Berharap, berbicara dengan Sari, bisa sedikit mengurangi beban di hatinya.
Sari yang baru saja selesai memotong rumput untuk lembu-lembunya menatap Rohani denga nanar.
Perasaannya langsung tak enak, kala melihat wanita yang umurnya hanya terpaut beberapa tahun darinya.
Dia paham, Rohani datang pasti ada sesuatu yang tidak kena-mengena dalam dirinya.
"Baru pulang?" tanya Rohani basa-basi.
"Iya," sahut Sari lirih.
"Kamu udah tua Sari. Seharusnya kamu tidak usah bekerja seperti ini," saran Rohani.
"Tak apa, bukankah semaki tua seharusnya kita harus semakin banyak gerak? Lagipula, tubuhku terasa sakit, kala tidak melakukan apapun," ucap Sari.
"Oo iya, aku lupa ... Kamu kan, memang udah biasa kerja keras sejak dulu, beda denganku, langsung berubah dratis kala menikah dangan ayah Amar," beruntun Rohani.
Sari hanya mengangguk-angguk kepalanya.

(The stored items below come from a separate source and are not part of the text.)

//! Device session registry.
//!
//! Maps live transport connections to device identities so that position
//! decoding can attribute frames without a database lookup and the command
//! engine can find an outbound channel. Reads vastly outnumber writes; the
//! maps sit behind readers-writer locks and every mutation is linearizable.

use chrono::{DateTime, Utc};
use std::collections::HashMap;
use std::net::SocketAddr;
use std::sync::RwLock;
use std::sync::Arc;
use tokio::sync::{mpsc, watch};
use tracing::{debug, info};
use uuid::Uuid;

use crate::protocol::Transport;

/// Reason a session was closed, observed by its connection task.
pub type CloseReason = &'static str;

/// One live transport binding.
///
/// TCP sessions live as long as their connection; UDP sessions are keyed by
/// source address and reused across datagrams; HTTP requests are sessions of
/// length one.
pub struct Session {
    pub id: Uuid,
    pub protocol: String,
    pub transport: Transport,
    pub remote_addr: SocketAddr,
    pub port: u16,
    pub started_at: DateTime<Utc>,
    device_id: RwLock<Option<i64>>,
    unique_id: RwLock<Option<String>>,
    last_seen: RwLock<DateTime<Utc>>,
    outbound: mpsc::Sender<Vec<u8>>,
    close_tx: watch::Sender<Option<CloseReason>>,
}

impl Session {
    /// Creates a session around an outbound byte channel. The returned
    /// receiver fires when the session is closed.
    pub fn new(
        protocol: impl Into<String>,
        transport: Transport,
        remote_addr: SocketAddr,
        port: u16,
        outbound: mpsc::Sender<Vec<u8>>,
    ) -> (Arc<Self>, watch::Receiver<Option<CloseReason>>) {
        let (close_tx, close_rx) = watch::channel(None);
        let now = Utc::now();
        let session = Arc::new(Self {
            id: Uuid::new_v4(),
            protocol: protocol.into(),
            transport,
            remote_addr,
            port,
            started_at: now,
            device_id: RwLock::new(None),
            unique_id: RwLock::new(None),
            last_seen: RwLock::new(now),
            outbound,
            close_tx,
        });
        (session, close_rx)
    }

    pub fn device_id(&self) -> Option<i64> {
        *self.device_id.read().unwrap()
    }

    pub fn unique_id(&self) -> Option<String> {
        self.unique_id.read().unwrap().clone()
    }

    pub fn set_unique_id(&self, unique_id: &str) {
        *self.unique_id.write().unwrap() = Some(unique_id.to_string());
    }

    pub fn last_seen(&self) -> DateTime<Utc> {
        *self.last_seen.read().unwrap()
    }

    /// Bumps the liveness instant.
    pub fn touch(&self) {
        *self.last_seen.write().unwrap() = Utc::now();
    }

    /// Queues bytes for the connection writer task.
    pub async fn send(&self, bytes: Vec<u8>) -> Result<(), SessionSendError> {
        self.outbound
            .send(bytes)
            .await
            .map_err(|_| SessionSendError::Closed)
    }

    /// Signals the owning connection task to close. Takes effect even when
    /// the connection task already went away.
    pub fn close(&self, reason: CloseReason) {
        self.close_tx.send_replace(Some(reason));
    }

    pub fn is_closed(&self) -> bool {
        self.close_tx.borrow().is_some()
    }
}

/// Error writing to a session.
#[derive(Debug, thiserror::Error, PartialEq)]
pub enum SessionSendError {
    #[error("session transport closed")]
    Closed,
}

/// Outcome of releasing a session.
#[derive(Debug, PartialEq)]
pub struct ReleaseOutcome {
    /// Set when the released session was the device's last: the device has
    /// gone offline.
    pub device_now_offline: Option<i64>,
}

/// Shared registry of live sessions.
#[derive(Default)]
pub struct SessionRegistry {
    sessions: RwLock<HashMap<Uuid, Arc<Session>>>,
    by_device: RwLock<HashMap<i64, Arc<Session>>>,
}

impl SessionRegistry {
    pub fn new() -> Self {
        Self::default()
    }

    /// Tracks a freshly accepted session.
    pub fn register(&self, session: Arc<Session>) {
        self.sessions.write().unwrap().insert(session.id, session);
    }

    /// Associates a session with a device after identification. Any prior
    /// binding for the device is superseded and its session closed.
    pub fn bind(&self, session: &Arc<Session>, device_id: i64) -> Option<Arc<Session>> {
        *session.device_id.write().unwrap() = Some(device_id);
        let previous = {
            let mut by_device = self.by_device.write().unwrap();
            by_device.insert(device_id, Arc::clone(session))
        };
        match previous {
            Some(old) if old.id != session.id => {
                info!(
                    device_id,
                    old_session = %old.id,
                    new_session = %session.id,
                    "Superseding previous device session"
                );
                old.close("superseded");
                Some(old)
            }
            _ => None,
        }
    }

    /// The live session bound to a device, if any.
    pub fn lookup_by_device(&self, device_id: i64) -> Option<Arc<Session>> {
        self.by_device.read().unwrap().get(&device_id).cloned()
    }

    /// Drops a session when its transport closes. Reports whether the device
    /// lost its last session.
    pub fn release(&self, session: &Session) -> ReleaseOutcome {
        self.sessions.write().unwrap().remove(&session.id);
        let mut device_now_offline = None;
        if let Some(device_id) = session.device_id() {
            let mut by_device = self.by_device.write().unwrap();
            if by_device
                .get(&device_id)
                .map(|bound| bound.id == session.id)
                .unwrap_or(false)
            {
                by_device.remove(&device_id);
                device_now_offline = Some(device_id);
            }
        }
        debug!(session = %session.id, ?device_now_offline, "Session released");
        ReleaseOutcome { device_now_offline }
    }

    pub fn session_count(&self) -> usize {
        self.sessions.read().unwrap().len()
    }

    /// Closes every session, used during shutdown.
    pub fn close_all(&self, reason: CloseReason) {
        for session in self.sessions.read().unwrap().values() {
            session.close(reason);
        }
    }
}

Karena tidak ingin memperpanjang masalah, ataupun tidak ingin berdebat dengan Rohani.
"Kenapa ya, mantu ku kok beda sekali sama Tari," keluh Rohani.
"Beda gimana?"
"Tari itu rajin, dia tak segan membantu suaminya untuk bekerja. Beda dengan Andin yang hanya bisa mengandalkan Amar," papar Rohani menatap Sari sekilas. "Dia juga pemalas. Masak setelah pekerjaan rumah beres, dia lanjut ke kamar," sambungnya.
"Ya beda lah, keuangan Amar lehih baik dari Azhar. Jadi wajar jika Tari membantu suaminya. Lagipula, mereka sudah memiliki anak yang udah remaja," jelas Sari berharap Rohani mengerti. "Lagi pula, jika ia kembali ke kamar, saat pagi hari, mungkin karena dia kurang nyaman ngobrol sama kamu," lanjut Sari.
"Eh, kenapa gak nyaman? Aku ini mertua baik loh ... Bahkan disini, aku yang diasingkan oleh Andin," cetus Rohani meradang.
Dia gak terima jika Sari mengatakan jika Andin tidak nyaman dengannya.